| Task instructions |
Please restate each entry word for word.

------

/// A Modbus RTU device address (unit id) in the range 1..=247.
#[derive(Debug, Clone, Copy, PartialEq, Eq, Hash, PartialOrd, Ord)]
#[cfg_attr(
    feature = "serde",
    derive(serde::Serialize, serde::Deserialize),
    serde(try_from = "u8", into = "u8")
)]
pub struct Address(u8);

impl Address {
    pub const MIN: u8 = 1;
    pub const MAX: u8 = 247;
}

impl Default for Address {
    fn default() -> Self {
        Address(0x01)
    }
}

impl Deref for Address {
    type Target = u8;
    fn deref(&self) -> &Self::Target {
        &self.0
    }
}

impl TryFrom<u8> for Address {
    type Error = Error;
    fn try_from(value: u8) -> Result<Self> {
        if (Self::MIN..=Self::MAX).contains(&value) {
            Ok(Address(value))
        } else {
            Err(Error::Configuration(format!(
                "device address {value} out of range {}..={}",
                Self::MIN,
                Self::MAX
            )))
        }
    }
}

impl From<Address> for u8 {
    fn from(address: Address) -> u8 {
        address.0
    }
}

impl fmt::Display for Address {
    fn fmt(&self, f: &mut fmt::Formatter<'_>) -> fmt::Result {
        write!(f, "{}", self.0)
    }
}

/// Serial baud rates supported by the sensors.
#[derive(Debug, Clone, Copy, PartialEq, Eq, Default)]
#[cfg_attr(
    feature = "serde",
    derive(serde::Serialize, serde::Deserialize),
    serde(try_from = "u32", into = "u32")
)]
pub enum BaudRate {
    B1200,
    B2400,
    B4800,
    #[default]
    B9600,
    B19200,
}
//! HTTP client utilities.

use reqwest::{Client, RequestBuilder};
use std::sync::Arc;
use std::time::Duration;

use crate::sources::SourceError;

/// Default per-request timeout
pub const DEFAULT_REQUEST_TIMEOUT: Duration = Duration::from_secs(30);

/// Shared HTTP client with sensible defaults
#[derive(Debug, Clone)]
pub struct HttpClient {
    client: Arc<Client>,
}

impl HttpClient {
    /// Create a new HTTP client with default settings
    pub fn new() -> Result<Self, SourceError> {
        Self::with_timeout(DEFAULT_REQUEST_TIMEOUT)
    }

    /// Create a new HTTP client with a custom request timeout
    pub fn with_timeout(timeout: Duration) -> Result<Self, SourceError> {
        Self::with_user_agent(
            concat!(env!("CARGO_PKG_NAME"), "/", env!("CARGO_PKG_VERSION")),
            timeout,
        )
    }

    /// Create a new HTTP client with a custom user agent
    pub fn with_user_agent(user_agent: &str, timeout: Duration) -> Result<Self, SourceError> {
        let client = Client::builder()
            .user_agent(user_agent)
            .timeout(timeout)
            .connect_timeout(Duration::from_secs(10))
            .pool_idle_timeout(Duration::from_secs(90))
            .build()
            .map_err(|e| SourceError::Other(format!("Failed to create HTTP client: {}", e)))?;

        Ok(Self {
            client: Arc::new(client),
        })
    }

    /// Start a GET request
    pub fn get(&self, url: &str) -> RequestBuilder {
        self.client.get(url)
    }
}
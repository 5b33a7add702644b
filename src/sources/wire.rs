//! Lenient wire types for weakly-typed provider payloads.

use serde::{Deserialize, Deserializer};

use crate::models::PublicationYear;

/// A field that providers send either as a single value or as an array
#[derive(Debug, Clone, Deserialize)]
#[serde(untagged)]
pub(crate) enum OneOrMany<T> {
    Many(Vec<T>),
    One(T),
}

impl<T> Default for OneOrMany<T> {
    fn default() -> Self {
        OneOrMany::Many(Vec::new())
    }
}

impl<T> OneOrMany<T> {
    /// Flatten into an ordered vector in both cases
    pub(crate) fn into_vec(self) -> Vec<T> {
        match self {
            OneOrMany::Many(items) => items,
            OneOrMany::One(item) => vec![item],
        }
    }
}

/// A year that may arrive as a number, a string or null
#[derive(Debug, Clone, Deserialize)]
#[serde(untagged)]
enum LooseYear {
    Number(i64),
    Float(f64),
    Text(String),
}

/// Deserialize a [`PublicationYear`] from a number, a numeric string or null
pub(crate) fn publication_year<'de, D>(deserializer: D) -> Result<PublicationYear, D::Error>
where
    D: Deserializer<'de>,
{
    let year = match Option::<LooseYear>::deserialize(deserializer)? {
        Some(LooseYear::Number(n)) => i32::try_from(n)
            .map(PublicationYear::Known)
            .unwrap_or_default(),
        Some(LooseYear::Float(f)) if f.fract() == 0.0 => PublicationYear::Known(f as i32),
        Some(LooseYear::Float(_)) => PublicationYear::Unknown,
        Some(LooseYear::Text(text)) => PublicationYear::parse(&text),
        None => PublicationYear::Unknown,
    };
    Ok(year)
}

/// Deserialize a list of raw JSON items, tolerating null and a bare object
pub(crate) fn items<'de, D>(deserializer: D) -> Result<Vec<serde_json::Value>, D::Error>
where
    D: Deserializer<'de>,
{
    let items = Option::<OneOrMany<serde_json::Value>>::deserialize(deserializer)?
        .map(OneOrMany::into_vec)
        .unwrap_or_default();
    Ok(items)
}

/// Deserialize an optional container of items: null, a bare item or an
/// array all decode, and null elements are skipped
pub(crate) fn list<'de, D, T>(deserializer: D) -> Result<Vec<T>, D::Error>
where
    D: Deserializer<'de>,
    T: Deserialize<'de>,
{
    let items = Option::<OneOrMany<Option<T>>>::deserialize(deserializer)?
        .map(OneOrMany::into_vec)
        .unwrap_or_default()
        .into_iter()
        .flatten()
        .collect();
    Ok(items)
}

------

| Solution for this task |
/// A Modbus RTU device address (unit id) in the range 1..=247.
#[derive(Debug, Clone, Copy, PartialEq, Eq, Hash, PartialOrd, Ord)]
#[cfg_attr(
    feature = "serde",
    derive(serde::Serialize, serde::Deserialize),
    serde(try_from = "u8", into = "u8")
)]
pub struct Address(u8);

impl Address {
    pub const MIN: u8 = 1;
    pub const MAX: u8 = 247;
}

impl Default for Address {
    fn default() -> Self {
        Address(0x01)
    }
}

impl Deref for Address {
    type Target = u8;
    fn deref(&self) -> &Self::Target {
        &self.0
    }
}

impl TryFrom<u8> for Address {
    type Error = Error;
    fn try_from(value: u8) -> Result<Self> {
        if (Self::MIN..=Self::MAX).contains(&value) {
            Ok(Address(value))
        } else {
            Err(Error::Configuration(format!(
                "device address {value} out of range {}..={}",
                Self::MIN,
                Self::MAX
            )))
        }
    }
}

impl From<Address> for u8 {
    fn from(address: Address) -> u8 {
        address.0
    }
}

impl fmt::Display for Address {
    fn fmt(&self, f: &mut fmt::Formatter<'_>) -> fmt::Result {
        write!(f, "{}", self.0)
    }
}

/// Serial baud rates supported by the sensors.
#[derive(Debug, Clone, Copy, PartialEq, Eq, Default)]
#[cfg_attr(
    feature = "serde",
    derive(serde::Serialize, serde::Deserialize),
    serde(try_from = "u32", into = "u32")
)]
pub enum BaudRate {
    B1200,
    B2400,
    B4800,
    #[default]
    B9600,
    B19200,
}
//! HTTP client utilities.

use reqwest::{Client, RequestBuilder};
use std::sync::Arc;
use std::time::Duration;

use crate::sources::SourceError;

/// Default per-request timeout
pub const DEFAULT_REQUEST_TIMEOUT: Duration = Duration::from_secs(30);

/// Shared HTTP client with sensible defaults
#[derive(Debug, Clone)]
pub struct HttpClient {
    client: Arc<Client>,
}

impl HttpClient {
    /// Create a new HTTP client with default settings
    pub fn new() -> Result<Self, SourceError> {
        Self::with_timeout(DEFAULT_REQUEST_TIMEOUT)
    }

    /// Create a new HTTP client with a custom request timeout
    pub fn with_timeout(timeout: Duration) -> Result<Self, SourceError> {
        Self::with_user_agent(
            concat!(env!("CARGO_PKG_NAME"), "/", env!("CARGO_PKG_VERSION")),
            timeout,
        )
    }

    /// Create a new HTTP client with a custom user agent
    pub fn with_user_agent(user_agent: &str, timeout: Duration) -> Result<Self, SourceError> {
        let client = Client::builder()
            .user_agent(user_agent)
            .timeout(timeout)
            .connect_timeout(Duration::from_secs(10))
            .pool_idle_timeout(Duration::from_secs(90))
            .build()
            .map_err(|e| SourceError::Other(format!("Failed to create HTTP client: {}", e)))?;

        Ok(Self {
            client: Arc::new(client),
        })
    }

    /// Start a GET request
    pub fn get(&self, url: &str) -> RequestBuilder {
        self.client.get(url)
    }
}
repository 5b33a7add702644b
filename src/sources/wire.rs
//! Lenient wire types for weakly-typed provider payloads.

use serde::{Deserialize, Deserializer};

use crate::models::PublicationYear;

/// A field that providers send either as a single value or as an array
#[derive(Debug, Clone, Deserialize)]
#[serde(untagged)]
pub(crate) enum OneOrMany<T> {
    Many(Vec<T>),
    One(T),
}

impl<T> Default for OneOrMany<T> {
    fn default() -> Self {
        OneOrMany::Many(Vec::new())
    }
}

impl<T> OneOrMany<T> {
    /// Flatten into an ordered vector in both cases
    pub(crate) fn into_vec(self) -> Vec<T> {
        match self {
            OneOrMany::Many(items) => items,
            OneOrMany::One(item) => vec![item],
        }
    }
}

/// A year that may arrive as a number, a string or null
#[derive(Debug, Clone, Deserialize)]
#[serde(untagged)]
enum LooseYear {
    Number(i64),
    Float(f64),
    Text(String),
}

/// Deserialize a [`PublicationYear`] from a number, a numeric string or null
pub(crate) fn publication_year<'de, D>(deserializer: D) -> Result<PublicationYear, D::Error>
where
    D: Deserializer<'de>,
{
    let year = match Option::<LooseYear>::deserialize(deserializer)? {
        Some(LooseYear::Number(n)) => i32::try_from(n)
            .map(PublicationYear::Known)
            .unwrap_or_default(),
        Some(LooseYear::Float(f)) if f.fract() == 0.0 => PublicationYear::Known(f as i32),
        Some(LooseYear::Float(_)) => PublicationYear::Unknown,
        Some(LooseYear::Text(text)) => PublicationYear::parse(&text),
        None => PublicationYear::Unknown,
    };
    Ok(year)
}

/// Deserialize a list of raw JSON items, tolerating null and a bare object
pub(crate) fn items<'de, D>(deserializer: D) -> Result<Vec<serde_json::Value>, D::Error>
where
    D: Deserializer<'de>,
{
    let items = Option::<OneOrMany<serde_json::Value>>::deserialize(deserializer)?
        .map(OneOrMany::into_vec)
        .unwrap_or_default();
    Ok(items)
}

/// Deserialize an optional container of items: null, a bare item or an
/// array all decode, and null elements are skipped
pub(crate) fn list<'de, D, T>(deserializer: D) -> Result<Vec<T>, D::Error>
where
    D: Deserializer<'de>,
    T: Deserialize<'de>,
{
    let items = Option::<OneOrMany<Option<T>>>::deserialize(deserializer)?
        .map(OneOrMany::into_vec)
        .unwrap_or_default()
        .into_iter()
        .flatten()
        .collect();
    Ok(items)
}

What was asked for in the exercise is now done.